To do
Go over the data below line by line, and state how many lines contain the string "Ordering". Give the number only.

Stored records:
___

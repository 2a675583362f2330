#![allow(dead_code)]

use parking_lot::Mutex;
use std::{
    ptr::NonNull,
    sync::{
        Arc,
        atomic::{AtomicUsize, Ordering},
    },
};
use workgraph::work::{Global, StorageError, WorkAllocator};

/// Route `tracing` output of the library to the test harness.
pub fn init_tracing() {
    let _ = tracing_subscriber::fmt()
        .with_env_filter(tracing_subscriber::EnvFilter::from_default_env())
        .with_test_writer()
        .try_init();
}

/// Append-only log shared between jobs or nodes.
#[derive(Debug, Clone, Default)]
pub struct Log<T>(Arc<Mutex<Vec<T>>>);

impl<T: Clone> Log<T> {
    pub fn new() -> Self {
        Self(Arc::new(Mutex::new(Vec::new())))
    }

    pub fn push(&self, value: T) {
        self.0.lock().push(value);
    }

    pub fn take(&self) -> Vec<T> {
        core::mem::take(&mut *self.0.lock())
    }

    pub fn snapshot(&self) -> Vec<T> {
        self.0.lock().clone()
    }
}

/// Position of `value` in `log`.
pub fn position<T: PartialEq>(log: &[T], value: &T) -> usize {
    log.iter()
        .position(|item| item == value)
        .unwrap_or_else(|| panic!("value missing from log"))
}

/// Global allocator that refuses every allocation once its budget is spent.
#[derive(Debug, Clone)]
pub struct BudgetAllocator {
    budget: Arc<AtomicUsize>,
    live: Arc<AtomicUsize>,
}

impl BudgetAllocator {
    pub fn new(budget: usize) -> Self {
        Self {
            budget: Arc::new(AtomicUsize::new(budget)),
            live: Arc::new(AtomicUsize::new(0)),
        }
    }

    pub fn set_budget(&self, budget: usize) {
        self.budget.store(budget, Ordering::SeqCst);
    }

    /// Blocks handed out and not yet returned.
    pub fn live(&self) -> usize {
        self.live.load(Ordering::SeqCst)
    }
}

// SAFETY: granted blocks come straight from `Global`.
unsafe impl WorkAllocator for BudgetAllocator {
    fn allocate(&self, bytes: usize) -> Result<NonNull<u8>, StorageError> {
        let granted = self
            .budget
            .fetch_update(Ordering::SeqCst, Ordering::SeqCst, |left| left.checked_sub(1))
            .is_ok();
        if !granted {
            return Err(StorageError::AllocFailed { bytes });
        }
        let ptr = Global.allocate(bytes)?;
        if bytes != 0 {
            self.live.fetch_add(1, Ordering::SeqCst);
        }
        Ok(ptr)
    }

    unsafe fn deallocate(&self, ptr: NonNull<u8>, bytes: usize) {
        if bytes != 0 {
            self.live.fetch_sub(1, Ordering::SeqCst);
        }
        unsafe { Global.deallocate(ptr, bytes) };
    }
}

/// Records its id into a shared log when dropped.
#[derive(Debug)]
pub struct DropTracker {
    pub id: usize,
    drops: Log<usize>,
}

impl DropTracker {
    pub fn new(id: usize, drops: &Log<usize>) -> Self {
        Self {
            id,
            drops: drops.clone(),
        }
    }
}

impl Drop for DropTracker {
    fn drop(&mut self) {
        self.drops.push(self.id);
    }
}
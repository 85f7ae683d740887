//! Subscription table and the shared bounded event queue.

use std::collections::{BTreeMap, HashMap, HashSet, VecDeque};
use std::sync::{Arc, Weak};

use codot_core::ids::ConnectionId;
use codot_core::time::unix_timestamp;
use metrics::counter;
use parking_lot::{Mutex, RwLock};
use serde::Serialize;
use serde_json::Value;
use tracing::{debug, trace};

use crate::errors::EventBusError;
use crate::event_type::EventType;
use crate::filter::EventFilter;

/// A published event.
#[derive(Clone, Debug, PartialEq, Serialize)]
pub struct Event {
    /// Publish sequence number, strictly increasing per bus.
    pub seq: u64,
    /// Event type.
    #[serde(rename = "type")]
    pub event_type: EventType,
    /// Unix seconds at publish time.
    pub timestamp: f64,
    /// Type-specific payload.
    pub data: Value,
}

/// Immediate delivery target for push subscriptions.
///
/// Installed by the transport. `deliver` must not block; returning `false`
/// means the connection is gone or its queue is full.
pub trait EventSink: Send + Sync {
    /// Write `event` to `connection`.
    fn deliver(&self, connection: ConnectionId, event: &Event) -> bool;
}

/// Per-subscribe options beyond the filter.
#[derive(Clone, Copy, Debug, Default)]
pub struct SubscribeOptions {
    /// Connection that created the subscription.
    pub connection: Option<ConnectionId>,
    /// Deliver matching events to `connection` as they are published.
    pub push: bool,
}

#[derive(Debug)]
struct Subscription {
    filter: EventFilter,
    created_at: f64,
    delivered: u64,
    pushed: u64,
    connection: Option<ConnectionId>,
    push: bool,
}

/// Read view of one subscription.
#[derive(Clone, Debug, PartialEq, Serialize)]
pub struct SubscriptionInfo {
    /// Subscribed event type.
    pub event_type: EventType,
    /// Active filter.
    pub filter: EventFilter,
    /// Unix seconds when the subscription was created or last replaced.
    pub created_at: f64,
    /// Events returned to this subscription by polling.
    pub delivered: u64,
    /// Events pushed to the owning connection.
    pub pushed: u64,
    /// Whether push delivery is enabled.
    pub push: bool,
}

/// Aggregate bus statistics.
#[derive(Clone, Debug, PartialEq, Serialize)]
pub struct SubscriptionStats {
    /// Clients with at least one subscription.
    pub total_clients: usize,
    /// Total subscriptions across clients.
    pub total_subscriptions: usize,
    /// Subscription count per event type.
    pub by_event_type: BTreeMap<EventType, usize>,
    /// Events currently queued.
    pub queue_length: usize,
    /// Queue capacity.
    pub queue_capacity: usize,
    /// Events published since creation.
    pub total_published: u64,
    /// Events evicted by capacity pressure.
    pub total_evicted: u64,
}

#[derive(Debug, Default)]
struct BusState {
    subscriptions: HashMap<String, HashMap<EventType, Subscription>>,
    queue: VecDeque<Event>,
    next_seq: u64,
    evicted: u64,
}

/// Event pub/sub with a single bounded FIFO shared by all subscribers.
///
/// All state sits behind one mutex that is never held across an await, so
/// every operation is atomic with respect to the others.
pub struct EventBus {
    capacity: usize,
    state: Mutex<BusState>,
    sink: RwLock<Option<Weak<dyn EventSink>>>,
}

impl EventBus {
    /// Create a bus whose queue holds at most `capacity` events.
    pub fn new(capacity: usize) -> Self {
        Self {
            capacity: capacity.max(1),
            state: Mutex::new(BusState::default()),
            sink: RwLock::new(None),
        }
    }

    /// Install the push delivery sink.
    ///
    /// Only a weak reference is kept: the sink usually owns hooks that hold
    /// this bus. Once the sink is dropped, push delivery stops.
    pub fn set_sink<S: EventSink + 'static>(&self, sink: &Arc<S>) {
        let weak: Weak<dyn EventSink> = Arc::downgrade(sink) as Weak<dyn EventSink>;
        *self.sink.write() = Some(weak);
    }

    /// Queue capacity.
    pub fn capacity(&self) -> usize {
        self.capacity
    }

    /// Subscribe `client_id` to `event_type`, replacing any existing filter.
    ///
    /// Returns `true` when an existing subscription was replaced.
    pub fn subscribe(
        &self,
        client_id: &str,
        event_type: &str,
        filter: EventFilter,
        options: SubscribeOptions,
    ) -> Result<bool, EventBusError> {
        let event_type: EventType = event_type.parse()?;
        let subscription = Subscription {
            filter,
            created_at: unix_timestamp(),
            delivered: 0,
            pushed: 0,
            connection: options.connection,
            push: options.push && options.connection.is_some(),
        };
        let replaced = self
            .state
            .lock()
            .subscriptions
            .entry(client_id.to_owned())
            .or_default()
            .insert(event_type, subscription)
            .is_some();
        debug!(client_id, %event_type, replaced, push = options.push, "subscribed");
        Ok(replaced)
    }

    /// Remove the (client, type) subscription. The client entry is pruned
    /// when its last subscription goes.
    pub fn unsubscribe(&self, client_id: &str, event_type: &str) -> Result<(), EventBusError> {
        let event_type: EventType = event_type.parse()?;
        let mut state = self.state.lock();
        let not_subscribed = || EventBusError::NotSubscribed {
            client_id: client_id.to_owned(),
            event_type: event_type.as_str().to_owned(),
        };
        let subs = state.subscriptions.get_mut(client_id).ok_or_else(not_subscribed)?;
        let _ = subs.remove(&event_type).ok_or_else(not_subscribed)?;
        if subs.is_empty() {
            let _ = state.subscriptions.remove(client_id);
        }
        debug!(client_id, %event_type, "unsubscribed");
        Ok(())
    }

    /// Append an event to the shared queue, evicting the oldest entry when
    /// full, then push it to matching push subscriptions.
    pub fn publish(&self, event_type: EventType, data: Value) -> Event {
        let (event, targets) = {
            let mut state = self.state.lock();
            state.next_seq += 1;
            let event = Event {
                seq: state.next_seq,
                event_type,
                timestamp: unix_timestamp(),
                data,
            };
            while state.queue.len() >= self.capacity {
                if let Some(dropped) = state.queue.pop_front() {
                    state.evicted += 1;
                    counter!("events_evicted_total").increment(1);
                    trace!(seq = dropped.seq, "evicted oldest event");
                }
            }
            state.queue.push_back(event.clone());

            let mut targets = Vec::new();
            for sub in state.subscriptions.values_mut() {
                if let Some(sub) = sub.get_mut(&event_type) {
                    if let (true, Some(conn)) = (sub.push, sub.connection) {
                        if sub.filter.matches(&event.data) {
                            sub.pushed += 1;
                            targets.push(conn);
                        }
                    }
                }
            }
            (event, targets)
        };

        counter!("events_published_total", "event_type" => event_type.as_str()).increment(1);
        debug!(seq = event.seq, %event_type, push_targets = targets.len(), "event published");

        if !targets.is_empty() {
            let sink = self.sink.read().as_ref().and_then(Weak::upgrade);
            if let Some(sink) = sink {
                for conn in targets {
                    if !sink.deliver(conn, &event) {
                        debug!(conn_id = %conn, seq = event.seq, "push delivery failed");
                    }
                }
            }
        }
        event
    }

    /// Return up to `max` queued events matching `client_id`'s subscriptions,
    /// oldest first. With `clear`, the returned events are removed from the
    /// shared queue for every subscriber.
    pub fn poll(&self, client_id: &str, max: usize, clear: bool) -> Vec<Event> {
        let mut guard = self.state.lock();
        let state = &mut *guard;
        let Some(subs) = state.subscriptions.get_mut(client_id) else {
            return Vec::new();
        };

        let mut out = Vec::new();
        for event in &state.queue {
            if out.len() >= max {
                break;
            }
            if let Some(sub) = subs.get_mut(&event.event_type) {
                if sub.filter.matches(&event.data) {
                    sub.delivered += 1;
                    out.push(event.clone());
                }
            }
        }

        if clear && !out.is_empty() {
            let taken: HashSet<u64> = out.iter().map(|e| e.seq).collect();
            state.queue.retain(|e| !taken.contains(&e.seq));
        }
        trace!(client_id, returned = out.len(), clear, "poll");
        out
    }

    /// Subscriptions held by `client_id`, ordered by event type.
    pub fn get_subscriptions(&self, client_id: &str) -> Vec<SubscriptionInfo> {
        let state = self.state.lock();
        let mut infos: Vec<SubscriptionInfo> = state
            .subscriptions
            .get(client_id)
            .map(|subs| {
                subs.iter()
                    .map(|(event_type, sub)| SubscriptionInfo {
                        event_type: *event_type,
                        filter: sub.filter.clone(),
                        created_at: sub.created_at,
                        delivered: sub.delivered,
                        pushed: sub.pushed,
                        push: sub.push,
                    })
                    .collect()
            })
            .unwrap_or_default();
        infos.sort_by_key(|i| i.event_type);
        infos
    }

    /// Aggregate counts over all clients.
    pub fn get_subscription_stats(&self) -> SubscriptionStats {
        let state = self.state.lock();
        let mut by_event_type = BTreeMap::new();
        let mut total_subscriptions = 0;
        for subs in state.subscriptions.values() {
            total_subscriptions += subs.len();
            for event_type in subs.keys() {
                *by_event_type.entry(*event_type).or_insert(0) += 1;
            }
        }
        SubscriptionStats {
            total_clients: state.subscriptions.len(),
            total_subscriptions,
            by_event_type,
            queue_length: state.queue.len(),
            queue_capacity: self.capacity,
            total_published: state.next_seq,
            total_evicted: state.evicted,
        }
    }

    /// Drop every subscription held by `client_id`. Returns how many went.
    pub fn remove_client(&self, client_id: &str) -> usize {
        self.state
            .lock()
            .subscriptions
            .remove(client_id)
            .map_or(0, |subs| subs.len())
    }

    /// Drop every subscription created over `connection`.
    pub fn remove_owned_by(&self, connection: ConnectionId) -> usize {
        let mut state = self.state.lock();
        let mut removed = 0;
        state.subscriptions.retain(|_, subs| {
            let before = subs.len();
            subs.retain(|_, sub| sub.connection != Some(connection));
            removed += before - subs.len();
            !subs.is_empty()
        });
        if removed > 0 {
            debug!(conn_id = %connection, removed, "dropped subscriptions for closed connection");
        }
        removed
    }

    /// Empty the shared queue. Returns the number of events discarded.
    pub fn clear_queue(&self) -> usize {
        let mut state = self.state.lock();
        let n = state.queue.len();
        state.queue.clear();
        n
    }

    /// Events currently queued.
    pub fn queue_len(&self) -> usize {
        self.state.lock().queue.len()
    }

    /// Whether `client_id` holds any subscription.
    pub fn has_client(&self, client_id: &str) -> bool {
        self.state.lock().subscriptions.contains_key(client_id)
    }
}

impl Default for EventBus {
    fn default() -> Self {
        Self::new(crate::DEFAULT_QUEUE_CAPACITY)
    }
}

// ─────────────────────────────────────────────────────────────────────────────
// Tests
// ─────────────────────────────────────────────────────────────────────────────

___

Reply
6